The entire electromagnetic spectrum highlighting the infrared part located between the visible and the radio waves, is depicted in the figure. The IR spectrum can be subdivided into 5 regions, although this definition is somewhat arbitrary and it differs from one author to another. The subdivision presented here is based on a combination of the atmospheric transmittance windows, i.e. the wavelengths regions in which infrared radiation is better transmitted through the atmosphere, the detector materials used to build the infrared sensors and the main applications. In this way, the Near Infrared (NIR) band is mostly used in fiber optic telecommunication systems since silica (SiO2) provides a low attenuation losses medium for the infrared, whilst the Short Wave Infrared (SWIR) band allows to work on long-distance telecommunications (remote sensing) using a combination of detector materials. The Medium Wavelength Infrared (MWIR) and the Long Wavelength Infrared (LWIR) bands find applications in Infrared Thermography for military or civil applications, e.g. target signature identification, surveillance, NonDestructive Evaluation, etc. The Very Long Wavelength Infrared (VLWIR) band is used in spectroscopy and astronomy.

The MWIR band is preferred when inspecting high temperature objects and the LWIR band when working with near room temperature objects.
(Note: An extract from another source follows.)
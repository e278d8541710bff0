pub mod client;
pub mod registry;

pub use client::{ChainSnapshot, HttpPeerClient, PeerClient};
pub use registry::{NodeRegistry, parse_node_address};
Other important criteria for band selection are: the operating distance, indoor-outdoor operation, temperature and emissivity of the bodies of interest. For instance, long wavelengths (LWIR) are preferred for outdoor operation since they are less affected by radiation from the Sun. LWIR cameras are typically uncooled systems using Focal Plane Array microbolometers commonly used in industrial IR applications, although cooled LWIR cameras using Mercury Cadmium Tellurium (MCT) detectors exists as well. On the contrary, the majority of the MWIR cameras require cooling, using either liquid nitrogen or a Stirling cycle cooler. Cooling to approximately −196 °C (77 K) offers excellent thermal resolution, but might restrict the span of applications to controlled environments.

Applications

Infrared vision is used extensively by the military for night vision, navigation, surveillance and targeting. For years, it developed slowly due to the high cost of the equipment and the low quality of available images. Since the development of the first commercial infrared cameras in the second half of the 1960s, however, the availability of new generations of infrared cameras coupled with growing computer power is providing exciting new civilian (and military) applications, to name only a few: buildings and infrastructure, works of art, aerospace components and processes, maintenance, defect detection and characterization, law enforcement, surveillance and public services, medical and veterinary thermal imaging. The electronic technique that uses infrared vision to "see" thermal energy, to monitor temperatures and thermal patterns is called infrared thermography.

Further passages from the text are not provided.